Thursday, January 10, 2008
So I've got behind on my Buffy comic reviews, so I'm going to review the last three episodes of the Faith arc together. As expected Faith becomes close with the evil slayer who is a member of the English aristocracy (mostly by fighting the gargoyle), and then (again not suprisingly) Gigi is trying to kill Buffy.
It was well done, Faith was well captured, and Gigi worked as a character. Gigi's Warlock friend seemed very much a cardboard cut-out, but that's all he needed to be I guess.
And in the end the story wasn't about Gigi at all, but Faith, Giles & Buffy's relationship. But there were serious problems in the execution. This plot-line lost a lot of its power because we had no idea of what Buffy and Giles or Buffy and Faith's relationship had been like since Sunnydale hit into a hole, so it wasn't anchored to anything.
I think maybe it's a problem with the genre, because there seems to be a lot of 'telling' rather than showing going on. Characters explain exactly what their motivations are, whether it's Twilight or Faith. The ratio of fight scenes to conversations is so much higher than it was in the TV, so there doesn't seem to as much space for character, which I miss. I do enjoy the comics, and like the ideas, and where the characters are, but I'm just not convinced by the way it's told.
Talking of problem with comic books. The baths! Never in the history of literature have female characters been so disproportionately cleaner than their male counterparts. Why do Faith and Gigi make plans in the bath?
No, I know the answer, it just pisses me off.

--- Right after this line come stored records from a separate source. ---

//! Local reference scheduler
//!
//! Resolves the graph of a [`ChunkedArray`] in memory. Tasks are grouped
//! into dependency levels; every level runs in parallel on the scheduler's
//! own Rayon pool once the previous level has finished.

use crate::array::ChunkedArray;
use crate::block::Block;
use crate::errors::{BlockwiseError, Result};
use crate::graph::{Graph, Key, Task};
use crate::parallel::ParallelConfig;
use crate::reductions::kernels::{self, Value};
use rayon::prelude::*;
use rayon::ThreadPool;
use std::collections::BTreeMap;
use tracing::{info, trace};

/// Executes graphs with a dedicated thread pool
#[derive(Debug)]
pub struct LocalScheduler {
    pool: ThreadPool,
}

impl LocalScheduler {
    /// # Errors
    ///
    /// Returns [`BlockwiseError::ThreadPool`] if the pool cannot be built.
    pub fn new(config: &ParallelConfig) -> Result<Self> {
        Ok(Self {
            pool: config.build_pool()?,
        })
    }

    #[must_use]
    pub fn num_threads(&self) -> usize {
        self.pool.current_num_threads()
    }

    /// Compute every output block of `array`, keyed by block key
    ///
    /// # Errors
    ///
    /// Returns [`BlockwiseError::MissingKey`] for a dangling task reference
    /// and propagates element function and kernel errors.
    pub fn compute_blocks(&self, array: &ChunkedArray) -> Result<BTreeMap<Key, Block>> {
        let outputs = array.keys();
        let mut values = self.execute(array.graph(), &outputs)?;
        outputs
            .into_iter()
            .map(|key| {
                let value = values.remove(&key).ok_or_else(|| BlockwiseError::MissingKey {
                    key: key.to_string(),
                })?;
                Ok((key, value.into_block()?))
            })
            .collect()
    }

    /// Compute `array` and assemble its blocks into one block
    ///
    /// # Errors
    ///
    /// See [`LocalScheduler::compute_blocks`].
    pub fn compute(&self, array: &ChunkedArray) -> Result<Block> {
        let values = self.execute(array.graph(), &array.keys())?;
        assemble(array, &values)
    }

    /// Compute several arrays in one pass over their merged graph
    ///
    /// Tasks the arrays share, such as the blocks of a common input, run
    /// once. Results come back in the order of `arrays`.
    ///
    /// # Errors
    ///
    /// See [`LocalScheduler::compute_blocks`].
    pub fn compute_many(&self, arrays: &[&ChunkedArray]) -> Result<Vec<Block>> {
        let graph = Graph::merge(arrays.iter().map(|array| array.graph()));
        let outputs: Vec<Key> = arrays.iter().flat_map(|array| array.keys()).collect();
        let values = self.execute(&graph, &outputs)?;
        arrays.iter().map(|array| assemble(array, &values)).collect()
    }

    fn execute(&self, graph: &Graph, outputs: &[Key]) -> Result<BTreeMap<Key, Value>> {
        let graph = graph.cull(outputs)?;
        let levels = dependency_levels(&graph)?;
        info!(
            tasks = graph.len(),
            levels = levels.len(),
            threads = self.num_threads(),
            "computing graph"
        );

        let mut values: BTreeMap<Key, Value> = BTreeMap::new();
        for level in levels {
            let computed = self.pool.install(|| {
                level
                    .par_iter()
                    .map(|&key| {
                        let task = graph.get(key).ok_or_else(|| BlockwiseError::MissingKey {
                            key: key.to_string(),
                        })?;
                        trace!(%key, "executing task");
                        run_task(task, &values).map(|value| (key.clone(), value))
                    })
                    .collect::<Result<Vec<_>>>()
            })?;
            values.extend(computed);
        }
        info!(outputs = outputs.len(), "graph computed");
        Ok(values)
    }
}

/// Keys grouped so that every task only depends on earlier groups
fn dependency_levels(graph: &Graph) -> Result<Vec<Vec<&Key>>> {
    let mut depth: BTreeMap<&Key, usize> = BTreeMap::new();
    let mut pending: Vec<(&Key, &Task)> = graph.iter().collect();
    while !pending.is_empty() {
        let before = pending.len();
        pending.retain(|&(key, task)| {
            let deps: Option<Vec<usize>> = task
                .dependencies()
                .into_iter()
                .map(|dep| depth.get(dep).copied())
                .collect();
            match deps {
                Some(deps) => {
                    depth.insert(key, deps.into_iter().max().map_or(0, |d| d + 1));
                    false
                }
                None => true,
            }
        });
        if pending.len() == before {
            return Err(BlockwiseError::Kernel(format!(
                "graph has a dependency cycle through {}",
                pending[0].0
            )));
        }
    }

    let mut levels: Vec<Vec<&Key>> = Vec::new();
    for (key, d) in depth {
        if levels.len() <= d {
            levels.resize_with(d + 1, Vec::new);
        }
        levels[d].push(key);
    }
    Ok(levels)
}

/// Place every output block of `array` into one block of its full shape
fn assemble(array: &ChunkedArray, values: &BTreeMap<Key, Value>) -> Result<Block> {
    let mut out = Block::filled(&array.shape(), 0.0, array.dtype());
    for key in array.keys() {
        let block = fetch(values, &key)?.as_block()?;
        out.assign_at(&array.chunks().block_offset(&key.coord)?, block);
    }
    Ok(out)
}

fn fetch<'a>(values: &'a BTreeMap<Key, Value>, key: &Key) -> Result<&'a Value> {
    values.get(key).ok_or_else(|| BlockwiseError::MissingKey {
        key: key.to_string(),
    })
}

fn run_task(task: &Task, values: &BTreeMap<Key, Value>) -> Result<Value> {
    match task {
        Task::Create {
            function,
            shape,
            args,
            dtype,
            kwargs,
        } => {
            let block = function.call(shape, args, Some(*dtype), kwargs)?;
            Ok(Value::Block(block.cast(*dtype)))
        }
        Task::Literal(block) => Ok(Value::Block(block.clone())),
        Task::Partial {
            input,
            kernel,
            config,
        } => kernels::partial_reduce(*kernel, fetch(values, input)?.as_block()?, config),
        Task::ArgPartial {
            input,
            kind,
            config,
            placement,
        } => kernels::arg_partial(*kind, fetch(values, input)?.as_block()?, config, placement),
        Task::Combine {
            inputs,
            kernel,
            config,
            block_shape,
        } => {
            let parts = inputs
                .iter()
                .map(|key| fetch(values, key))
                .collect::<Result<Vec<_>>>()?;
            kernels::combine(*kernel, &parts, config, block_shape)
        }
        Task::Aggregate {
            inputs,
            kernel,
            config,
            keepdims,
            block_shape,
        } => {
            let parts = inputs
                .iter()
                .map(|key| fetch(values, key))
                .collect::<Result<Vec<_>>>()?;
            kernels::aggregate(*kernel, &parts, config, *keepdims, block_shape).map(Value::Block)
        }
    }
}
//! Argument reductions: global index correctness across block boundaries

use blockwise::prelude::*;
use blockwise::reductions::{arg_aggregate, arg_reduce};
use ndarray::{arr1, arr2, ArrayD, IxDyn};

fn builder() -> GraphBuilder {
    GraphBuilder::new(SequentialTokens::shared())
}

fn compute_indices(array: &ChunkedArray) -> Result<ArrayD<i64>> {
    let scheduler = LocalScheduler::new(&ParallelConfig::with_threads(4))?;
    match scheduler.compute(array)? {
        Block::Int64(indices) => Ok(indices),
        other => panic!("Expected an int64 block, got {other:?}"),
    }
}

fn along(axis: isize) -> ArgReduceOptions {
    ArgReduceOptions::new().axis(Axes::One(axis))
}

/// Values with many repeats, so ties are common
#[allow(clippy::cast_precision_loss)]
fn tied(shape: &[usize]) -> ArrayD<f64> {
    let len: usize = shape.iter().product();
    let values = (0..len).map(|i| ((i * 7 + i / 3) % 5) as f64);
    ArrayD::from_shape_vec(IxDyn(shape), values.collect()).unwrap()
}

/// First position of the extreme value in `values`
fn first_extreme(values: &[f64], maximum: bool) -> i64 {
    let mut best = 0;
    for (i, &v) in values.iter().enumerate() {
        let better = if maximum { v > values[best] } else { v < values[best] };
        if better {
            best = i;
        }
    }
    best as i64
}

#[test]
fn test_arg_aggregate_applies_block_offsets() -> Result<()> {
    let pairs: Vec<(ArrayD<f64>, ArrayD<i64>)> = vec![
        (arr1(&[4.0, 3.0, 5.0]).into_dyn(), arr1(&[10, 11, 12]).into_dyn()),
        (arr1(&[3.0, 5.0, 1.0]).into_dyn(), arr1(&[1, 2, 3]).into_dyn()),
    ];
    let argmin = arg_aggregate(ArgReduction::ArgMin, &[100, 100], &pairs)?;
    assert_eq!(argmin, arr1(&[101, 11, 103]).into_dyn());

    let argmax = arg_aggregate(ArgReduction::ArgMax, &[100, 100], &pairs)?;
    assert_eq!(argmax, arr1(&[10, 102, 12]).into_dyn());

    match arg_aggregate(ArgReduction::ArgMin, &[100], &pairs) {
        Err(BlockwiseError::Kernel(message)) => assert!(message.contains("block lengths")),
        other => panic!("Expected a kernel error, got {other:?}"),
    }
    Ok(())
}

#[test]
fn test_arg_aggregate_nan_handling() -> Result<()> {
    let pairs: Vec<(ArrayD<f64>, ArrayD<i64>)> = vec![
        (arr1(&[f64::NAN, 2.0]).into_dyn(), arr1(&[0, 1]).into_dyn()),
        (arr1(&[1.0, f64::NAN]).into_dyn(), arr1(&[0, 0]).into_dyn()),
    ];
    assert_eq!(
        arg_aggregate(ArgReduction::NanArgMin, &[2, 2], &pairs)?,
        arr1(&[2, 1]).into_dyn()
    );
    assert_eq!(
        arg_aggregate(ArgReduction::ArgMin, &[2, 2], &pairs)?,
        arr1(&[0, 2]).into_dyn()
    );
    Ok(())
}

#[test]
fn test_argmax_across_block_boundaries() -> Result<()> {
    let targets = [0_usize, 4, 8, 3, 7, 10, 4, 8, 1, 9, 5];
    let data = ArrayD::from_shape_fn(IxDyn(&[11, 11]), |idx| {
        -(idx[0] as f64 - targets[idx[1]] as f64).abs()
    });
    let x = builder().from_array(&data, ChunkSpec::Uniform(4))?;
    let reduced = x.argmax(&ArgReduceOptions::new().axis(Axes::One(0)))?;

    assert_eq!(reduced.dtype(), DType::Int64);
    let expected: Vec<i64> = targets.iter().map(|&t| t as i64).collect();
    assert_eq!(compute_indices(&reduced)?, arr1(&expected).into_dyn());
    Ok(())
}

#[test]
fn test_single_axis_matches_unchunked_with_ties() -> Result<()> {
    let data = tied(&[11, 11]);
    let x = builder().from_array(&data, ChunkSpec::Uniform(4))?;

    for (kind, maximum) in [(ArgReduction::ArgMin, false), (ArgReduction::ArgMax, true)] {
        let down = compute_indices(&arg_reduce(&x, kind, &along(0))?)?;
        let across = compute_indices(&arg_reduce(&x, kind, &along(-1))?)?;
        for j in 0..11 {
            let column: Vec<f64> = (0..11).map(|i| data[[i, j]]).collect();
            assert_eq!(down[[j]], first_extreme(&column, maximum));
            let row: Vec<f64> = (0..11).map(|k| data[[j, k]]).collect();
            assert_eq!(across[[j]], first_extreme(&row, maximum));
        }
    }
    Ok(())
}

#[test]
fn test_all_axes_returns_flat_index() -> Result<()> {
    let data = tied(&[5, 7]);
    let x = builder().from_array(&data, ChunkSpec::PerDim(vec![2, 3]))?;
    let flat: Vec<f64> = data.iter().copied().collect();

    let argmin = compute_indices(&x.argmin(&ArgReduceOptions::new())?)?;
    assert_eq!(argmin.shape(), &[] as &[usize]);
    assert_eq!(argmin.sum(), first_extreme(&flat, false));

    let argmax = x.argmax(&ArgReduceOptions::new().keepdims(true))?;
    assert_eq!(argmax.chunks().plans(), &[vec![1], vec![1]]);
    let argmax = compute_indices(&argmax)?;
    assert_eq!(argmax.shape(), &[1, 1]);
    assert_eq!(argmax.sum(), first_extreme(&flat, true));
    Ok(())
}

#[test]
fn test_multiple_axes_need_an_order() -> Result<()> {
    let data = tied(&[4, 5, 6]);
    let x = builder().from_array(&data, ChunkSpec::PerDim(vec![3, 2, 4]))?;

    match x.argmin(&ArgReduceOptions::new().axis(Axes::Many(vec![0, -1]))) {
        Err(BlockwiseError::AmbiguousArgIndex { axes }) => assert_eq!(axes, vec![0, 2]),
        other => panic!("Expected AmbiguousArgIndex, got {other:?}"),
    }

    for order in [None, Some(IndexOrder::RowMajor)] {
        let mut no_axes = ArgReduceOptions::new().axis(Axes::Many(vec![]));
        no_axes.order = order;
        match x.argmax(&no_axes) {
            Err(BlockwiseError::AmbiguousArgIndex { axes }) => assert!(axes.is_empty()),
            other => panic!("Expected AmbiguousArgIndex, got {other:?}"),
        }
    }

    let options = ArgReduceOptions::new()
        .axis(Axes::Many(vec![0, -1]))
        .order(IndexOrder::RowMajor)
        .split_every(2);
    let reduced = compute_indices(&x.argmax(&options)?)?;
    assert_eq!(reduced.shape(), &[5]);
    for j in 0..5 {
        let span: Vec<f64> = (0..4)
            .flat_map(|i| (0..6).map(move |k| (i, k)))
            .map(|(i, k)| data[[i, j, k]])
            .collect();
        assert_eq!(reduced[[j]], first_extreme(&span, true));
    }
    Ok(())
}

#[test]
fn test_nan_arg_reductions() -> Result<()> {
    let data = arr2(&[
        [1.0, f64::NAN, 3.0, 4.0],
        [5.0, 6.0, 7.0, f64::NAN],
        [9.0, 10.0, 11.0, 12.0],
    ])
    .into_dyn();
    let x = builder().from_array(&data, ChunkSpec::PerDim(vec![2, 2]))?;

    assert_eq!(compute_indices(&x.nanargmin(&along(0))?)?, arr1(&[0, 1, 0, 0]).into_dyn());
    assert_eq!(compute_indices(&x.nanargmax(&along(0))?)?, arr1(&[2, 2, 2, 2]).into_dyn());
    assert_eq!(compute_indices(&x.nanargmin(&along(1))?)?, arr1(&[0, 0, 0]).into_dyn());
    assert_eq!(compute_indices(&x.nanargmax(&along(1))?)?, arr1(&[3, 2, 3]).into_dyn());

    // plain variants report the first NaN
    assert_eq!(compute_indices(&x.argmin(&along(0))?)?, arr1(&[0, 0, 0, 1]).into_dyn());
    assert_eq!(compute_indices(&x.argmax(&along(1))?)?, arr1(&[1, 3, 3]).into_dyn());
    Ok(())
}

#[test]
fn test_all_nan_slice_returns_first_index() -> Result<()> {
    let data = arr2(&[[f64::NAN, 1.0], [f64::NAN, 0.0], [f64::NAN, 2.0]]).into_dyn();
    let x = builder().from_array(&data, ChunkSpec::Uniform(2))?;
    let options = ArgReduceOptions::new().axis(Axes::One(0));

    assert_eq!(compute_indices(&x.nanargmin(&options)?)?, arr1(&[0, 1]).into_dyn());
    assert_eq!(compute_indices(&x.nanargmax(&options)?)?, arr1(&[0, 2]).into_dyn());
    Ok(())
}

#[test]
fn test_integer_arg_reduction() -> Result<()> {
    let data = arr1(&[3_i32, 1, 4, 1, 5, 9, 2, 6, 5, 3]).into_dyn();
    let x = builder().from_array(&data, ChunkSpec::Uniform(3))?;
    assert_eq!(compute_indices(&x.argmin(&ArgReduceOptions::new())?)?.sum(), 1);
    assert_eq!(compute_indices(&x.argmax(&ArgReduceOptions::new())?)?.sum(), 5);
    Ok(())
}

#[test]
fn test_arg_reduction_over_empty_axis() -> Result<()> {
    let empty = ArrayD::<f64>::zeros(IxDyn(&[3, 0]));
    let x = builder().from_array(&empty, ChunkSpec::Uniform(2))?;
    match x.argmax(&ArgReduceOptions::new().axis(Axes::One(1))) {
        Err(BlockwiseError::EmptyReduction { reduction, axes }) => {
            assert_eq!(reduction, "argmax");
            assert_eq!(axes, vec![1]);
        }
        other => panic!("Expected EmptyReduction, got {other:?}"),
    }
    Ok(())
}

Tomorrow I'll review the 'Anywhere But Here' and then maybe I'll review Tales of the Slayers (which I got ages ago). I've been remiss in the Joss content for a few months.
Tuesday, January 08, 2008
There's been a brilliant discussion about Jaclyn Friedman and Jessica Valenti's Call for Submissions for 'Yes means Yes'.Firefly, BlackAmazon, Sylvia, Tekanji, Chris Clarke, Sudy, Magniloquence, and Theriomorph are just some of the people who have written about the original Call for Submissions (and when the discussion became about the criticisms of the proposals there were more fantastic posts Sly Civilian, brownfemipower and Ilyka Damen for a start). The discussions has been far-ranging and it's well worth tracking through the links, following the trackbacks and reading the comment threads.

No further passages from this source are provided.